The Solutrians sure as heck weren’t Christian (Jesus didn’t come along until 15,000 years later), nor did they adhere to any type of European “values.” Furthermore, they didn’t even speak a European language as we mean it today. And there’s even evidence that the Solutrians had dark-colored skin.
Nonetheless, the prevailing narrative does not allow for the fact that the Solutrians were undoubtedly the real discoverers of America.
Amerigo “Sexy Times” Vespucci
One thing my long-ago teacher never quite could explain is why America is called “America” and not “Columbia” or something else related to Columbus.
Sure, there are plenty of “Columbias” in the United States, including the national capital, but nobody has ever referred to the New World as anything but America. But why is the entire western hemisphere named after Amerigo Vespucci?

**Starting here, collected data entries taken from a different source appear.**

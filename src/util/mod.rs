use chrono::{DateTime, FixedOffset, NaiveDate};

pub(crate) fn now_ms() -> i64 {
    js_sys::Date::now().round() as i64
}

pub(crate) fn now_secs() -> i64 {
    now_ms() / 1000
}

/// Parse the date formats the CMS and its editors produce.
///
/// Accepts `YYYY-MM-DD`, RFC 3339 timestamps, `DD-MM-YYYY` and `DD/MM/YYYY`.
pub(crate) fn parse_date(raw: &str) -> Option<NaiveDate> {
    let s = raw.trim();
    if s.is_empty() {
        return None;
    }

    NaiveDate::parse_from_str(s, "%Y-%m-%d")
        .ok()
        .or_else(|| parse_timestamp(s).map(|ts| ts.date_naive()))
        .or_else(|| NaiveDate::parse_from_str(s, "%d-%m-%Y").ok())
        .or_else(|| NaiveDate::parse_from_str(s, "%d/%m/%Y").ok())
}

pub(crate) fn parse_timestamp(raw: &str) -> Option<DateTime<FixedOffset>> {
    DateTime::parse_from_rfc3339(raw.trim()).ok()
}

/// `YYYY-MM-DD` form of any accepted date, used for exact-date comparisons.
pub(crate) fn normalize_date(raw: &str) -> Option<String> {
    parse_date(raw).map(|d| d.format("%Y-%m-%d").to_string())
}

/// Display form used in tables (`DD-MM-YYYY`); unparseable input is shown as-is.
pub(crate) fn format_date(raw: &str) -> String {
    match parse_date(raw) {
        Some(d) => d.format("%d-%m-%Y").to_string(),
        None => raw.trim().to_string(),
    }
}

pub(crate) fn format_timestamp(raw: &str) -> String {
    match parse_timestamp(raw) {
        Some(ts) => ts.format("%d-%m-%Y %H:%M").to_string(),
        None => format_date(raw),
    }
}

#[cfg(test)]
mod tests {
    use super::*;

    #[test]
    fn test_parse_date_formats() {
        let expected = NaiveDate::from_ymd_opt(2024, 2, 1);
        assert_eq!(parse_date("2024-02-01"), expected);
        assert_eq!(parse_date("2024-02-01T09:30:00.000Z"), expected);
        assert_eq!(parse_date("01-02-2024"), expected);
        assert_eq!(parse_date("01/02/2024"), expected);
        assert_eq!(parse_date(""), None);
        assert_eq!(parse_date("soon"), None);
    }

    #[test]
    fn test_normalize_and_format() {
        assert_eq!(normalize_date("05-03-2023").as_deref(), Some("2023-03-05"));
        assert_eq!(format_date("2023-03-05"), "05-03-2023");
        assert_eq!(format_date("n/a"), "n/a");
        assert_eq!(format_timestamp("2023-03-05T14:07:00Z"), "05-03-2023 14:07");
    }
}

The sanitized version of history is that Vespucci traveled to the New World shortly after Columbus and was the first to realize that it was a new continent, not some unknown part of India.
The real truth is that, although Vespucci was definitely a real guy, we know almost nothing about him. He may or may not have gone to the New World (although he did certainly provision the ships used in Columbus’s second voyage), and he may have gone up to four different times, or maybe just two, or maybe not at all.
His only known connection to the New World is two letters that he supposedly wrote about his voyages, but a lot of scholars think these are fake or perhaps pastiches of real letters that he wrote that were intercepted and then "amplified” to be more interesting.
Whether he actually wrote the letters or not, one thing is for certain - the printed version of them (in a kind of book format) were the all-time best sellers of the 16th century. Everybody, and I mean everybody, bought them and read them (unlike Columbus’s journals, which sold quite poorly).
Although nobody would ever admit it, the secret to Vespucci’s literary success (if he was, indeed, the author) is that they contained lots and lots of juicy stories about hot naked indigenous women who loved to skinny-dip in the ocean and then jump into the sack with men, including European visitors.
One thing is for sure - the premiere mapmaker of that age, Martin Waldseemuller, created the first map of the Americas, based on Vespucci’s letters. And the map is the first document to show that the new continent with the name America, which Waldseemuller coined as a kind of quasi-Latin version of Amerigo’s first name.
Waldseemuller’s maps also sold like hotcakes, but over the next five centuries, they disintegrated or were lost. However, about 100 years ago, a German count discovered an original Waldseemuller map in the turret of one of his castles.
After a lengthy series of negotiations, the United States government spent $10 million in 2003 to acquire this map, and today, it hangs in the Thomas Jefferson Building of the Library of Congress, labeled “America’s birth certificate.”